Faut-il serrer la vis?

Réjean Grenier
Réjean Grenier
Le Voyageur
La réponse est clairement oui.

C’est d’ailleurs ce que nos gouvernements font à chaque nouvelle itération du coronavirus. Et ça semble marcher. À chaque fois qu’un nouveau variant de la COVID-19 apparait, les autorités médicales et gouvernementales imposent des restrictions — masque, distanciation, confinement, fermetures de certaines activités, vaccination — afin de ralentir sa propagation. Et chaque fois, on voit le nombre d’infections diminuer — après quelques jours — parce que la vaste majorité des Canadiens suivent ces directives. 

Mais il y a un ou des groupes qui ne suivent pas ces règlements et qui, de ce fait, continuent à favoriser la propagation de la COVID. Le pire dans tout ça c’est que les gouvernements continuent de les laisser mettre nos hôpitaux et, n’ayons pas peur des mots, nos vies à risque.

Faisons une distinction rapide ici. Nous ne parlons pas de ceux qui ont une raison légitime de ne pas se faire vacciner ou porter le masque, seulement de ceux qui choisissent sciemment de ne pas croire aux faits.

Il est temps de serrer la vis à tout le monde, surtout à ceux qui ne respectent pas les directives de santé.

Toutes les études, partout dans le monde, ont prouvé que les vaccins sont le meilleur moyen d’enrayer les effets mortels du virus. Ils ne nous protègent pas à 100 %, mais il est clair qu’ils amoindrissent les effets la COVID et, pour ceux qui l’attrapent quand même, réduisent les hospitalisations. 

Les statistiques ne mentent pas.

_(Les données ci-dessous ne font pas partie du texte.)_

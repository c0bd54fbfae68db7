use axum::Json;
use serde_json::{json, Value};

/// GET /health
/// Returns a simple status object with service version.
pub async fn health_handler() -> Json<Value> {
    Json(json!({
        "status": "ok",
        "version": env!("CARGO_PKG_VERSION"),
        "service": "worksheet-api"
    }))
}
//! Page geometry — millimetre-unit rectangles in PDF user space (origin at
//! the bottom-left corner of the page, y growing upwards) and the fixed
//! worksheet page metrics.

use serde::Serialize;

/// A rectangle in page space.
#[derive(Debug, Clone, Copy, PartialEq, Serialize)]
pub struct Rect {
    pub x: f32,
    pub y: f32,
    pub w: f32,
    pub h: f32,
}

impl Rect {
    pub fn center_x(&self) -> f32 {
        self.x + self.w / 2.0
    }

    pub fn top(&self) -> f32 {
        self.y + self.h
    }

    pub fn right(&self) -> f32 {
        self.x + self.w
    }

    /// Splits the rectangle into two equal bands, returning `(upper, lower)`.
    pub fn split_bands(&self) -> (Rect, Rect) {
        let half = self.h / 2.0;
        (
            Rect {
                x: self.x,
                y: self.y + half,
                w: self.w,
                h: half,
            },
            Rect {
                x: self.x,
                y: self.y,
                w: self.w,
                h: half,
            },
        )
    }
}

/// A straight line segment in page space.
#[derive(Debug, Clone, Copy, PartialEq, Serialize)]
pub struct Segment {
    pub x1: f32,
    pub y1: f32,
    pub x2: f32,
    pub y2: f32,
}

// ────────────────────────────────────────────────────────────────────────────
// Page metrics
// ────────────────────────────────────────────────────────────────────────────

/// Fixed page dimensions and reserved regions. The grid of cells occupies the
/// page minus the margins and, on content pages, a header band across the top.
#[derive(Debug, Clone, Copy, Serialize)]
pub struct PageMetrics {
    pub width: f32,
    pub height: f32,
    pub margin_left: f32,
    pub margin_right: f32,
    pub margin_top: f32,
    pub margin_bottom: f32,
    /// Height reserved above the cell grid for the page header line.
    pub header_band: f32,
}

/// A4 portrait with the worksheet margins (1 cm sides, 1.5 cm top/bottom).
pub const A4: PageMetrics = PageMetrics {
    width: 210.0,
    height: 297.0,
    margin_left: 10.0,
    margin_right: 10.0,
    margin_top: 15.0,
    margin_bottom: 15.0,
    header_band: 10.0,
};

impl PageMetrics {
    pub fn available_width(&self) -> f32 {
        self.width - self.margin_left - self.margin_right
    }

    pub fn available_height(&self) -> f32 {
        self.height - self.margin_top - self.margin_bottom - self.header_band
    }

    /// Top edge of the cell grid area. The header band sits directly above.
    pub fn content_top(&self) -> f32 {
        self.height - self.margin_top - self.header_band
    }

    /// Baseline for the content-page header line, inside the header band.
    pub fn header_baseline(&self) -> f32 {
        self.content_top() + 3.0
    }
}

// ────────────────────────────────────────────────────────────────────────────
// Guide sub-grid
// ────────────────────────────────────────────────────────────────────────────

/// Squares per side of the handwriting guide sub-grid. Fixed regardless of
/// cell size — only the square size scales.
pub const GUIDE_GRID_DIM: usize = 4;

/// Breathing room between the guide grid and the edges of its band.
const GUIDE_GRID_INSET: f32 = 2.0;

/// Line work for one cell's guide sub-grid.
#[derive(Debug, Clone, Serialize)]
pub struct GuideGrid {
    /// Horizontal and vertical rules of the square grid (5 each way).
    pub rules: Vec<Segment>,
    /// Both diagonals of every square, drawn as faint guides.
    pub diagonals: Vec<Segment>,
}

/// Computes the guide sub-grid for a cell's lower band: a centered
/// [`GUIDE_GRID_DIM`]×[`GUIDE_GRID_DIM`] grid of uniform squares, each
/// bisected by both diagonals.
pub fn guide_grid(band: Rect) -> GuideGrid {
    let dim = GUIDE_GRID_DIM as f32;
    let usable_w = (band.w - 2.0 * GUIDE_GRID_INSET).max(0.0);
    let usable_h = (band.h - 2.0 * GUIDE_GRID_INSET).max(0.0);
    let square = usable_w.min(usable_h) / dim;
    let side = square * dim;

    let x0 = band.x + (band.w - side) / 2.0;
    let y0 = band.y + (band.h - side) / 2.0;

    let mut rules = Vec::with_capacity(2 * (GUIDE_GRID_DIM + 1));
    for i in 0..=GUIDE_GRID_DIM {
        let offset = i as f32 * square;
        rules.push(Segment {
            x1: x0 + offset,
            y1: y0,
            x2: x0 + offset,
            y2: y0 + side,
        });
        rules.push(Segment {
            x1: x0,
            y1: y0 + offset,
            x2: x0 + side,
            y2: y0 + offset,
        });
    }

    let mut diagonals = Vec::with_capacity(2 * GUIDE_GRID_DIM * GUIDE_GRID_DIM);
    for row in 0..GUIDE_GRID_DIM {
        for col in 0..GUIDE_GRID_DIM {
            let sx = x0 + col as f32 * square;
            let sy = y0 + row as f32 * square;
            diagonals.push(Segment {
                x1: sx,
                y1: sy,
                x2: sx + square,
                y2: sy + square,
            });
            diagonals.push(Segment {
                x1: sx,
                y1: sy + square,
                x2: sx + square,
                y2: sy,
            });
        }
    }

    GuideGrid { rules, diagonals }
}

#[cfg(test)]
mod tests {
    use super::*;

    const EPS: f32 = 1e-4;

    fn band() -> Rect {
        Rect {
            x: 10.0,
            y: 20.0,
            w: 60.0,
            h: 30.0,
        }
    }

    #[test]
    fn test_rule_and_diagonal_counts() {
        let grid = guide_grid(band());
        assert_eq!(grid.rules.len(), 10);
        assert_eq!(grid.diagonals.len(), 32);
    }

    #[test]
    fn test_grid_is_square_and_centered() {
        let b = band();
        let grid = guide_grid(b);

        let min_x = grid.rules.iter().map(|s| s.x1.min(s.x2)).fold(f32::MAX, f32::min);
        let max_x = grid.rules.iter().map(|s| s.x1.max(s.x2)).fold(f32::MIN, f32::max);
        let min_y = grid.rules.iter().map(|s| s.y1.min(s.y2)).fold(f32::MAX, f32::min);
        let max_y = grid.rules.iter().map(|s| s.y1.max(s.y2)).fold(f32::MIN, f32::max);

        let side_w = max_x - min_x;
        let side_h = max_y - min_y;
        assert!((side_w - side_h).abs() < EPS, "grid must be square");

        // Centered: equal slack on both sides of the band.
        assert!(((min_x - b.x) - (b.right() - max_x)).abs() < EPS);
        assert!(((min_y - b.y) - (b.top() - max_y)).abs() < EPS);
    }

    #[test]
    fn test_grid_fits_inside_band() {
        let b = band();
        let grid = guide_grid(b);
        for s in grid.rules.iter().chain(grid.diagonals.iter()) {
            for (x, y) in [(s.x1, s.y1), (s.x2, s.y2)] {
                assert!(x >= b.x - EPS && x <= b.right() + EPS);
                assert!(y >= b.y - EPS && y <= b.top() + EPS);
            }
        }
    }

    #[test]
    fn test_square_size_scales_with_band() {
        let small = guide_grid(Rect { x: 0.0, y: 0.0, w: 20.0, h: 20.0 });
        let large = guide_grid(Rect { x: 0.0, y: 0.0, w: 40.0, h: 40.0 });
        // Same topology, bigger squares.
        assert_eq!(small.rules.len(), large.rules.len());
        let small_side = small.rules[0].y2 - small.rules[0].y1;
        let large_side = large.rules[0].y2 - large.rules[0].y1;
        assert!(large_side > small_side);
    }

    #[test]
    fn test_split_bands_are_equal() {
        let r = band();
        let (upper, lower) = r.split_bands();
        assert!((upper.h - lower.h).abs() < EPS);
        assert!((upper.y - (lower.y + lower.h)).abs() < EPS);
        assert!((upper.top() - r.top()).abs() < EPS);
        assert!((lower.y - r.y).abs() < EPS);
    }

    #[test]
    fn test_a4_available_area() {
        assert!((A4.available_width() - 190.0).abs() < EPS);
        assert!((A4.available_height() - 257.0).abs() < EPS);
        assert!((A4.content_top() - 272.0).abs() < EPS);
    }
}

Les non-vaccinés ont 5 fois plus de risques d’attraper la COVID, représentent 10 fois le nombre d’hospitalisations et 25 fois le nombre de patients aux soins intensifs. Ce sont eux qui engorgent notre système de santé et forcent les autorités médicales à annuler des interventions pour des problèmes cardiaques, le cancer et autres maladies graves. Autrement dit, c’est cette petite minorité — on parle de 6 à 7 millions de personnes au Canada — qui enraye nos efforts pour vaincre ce virus.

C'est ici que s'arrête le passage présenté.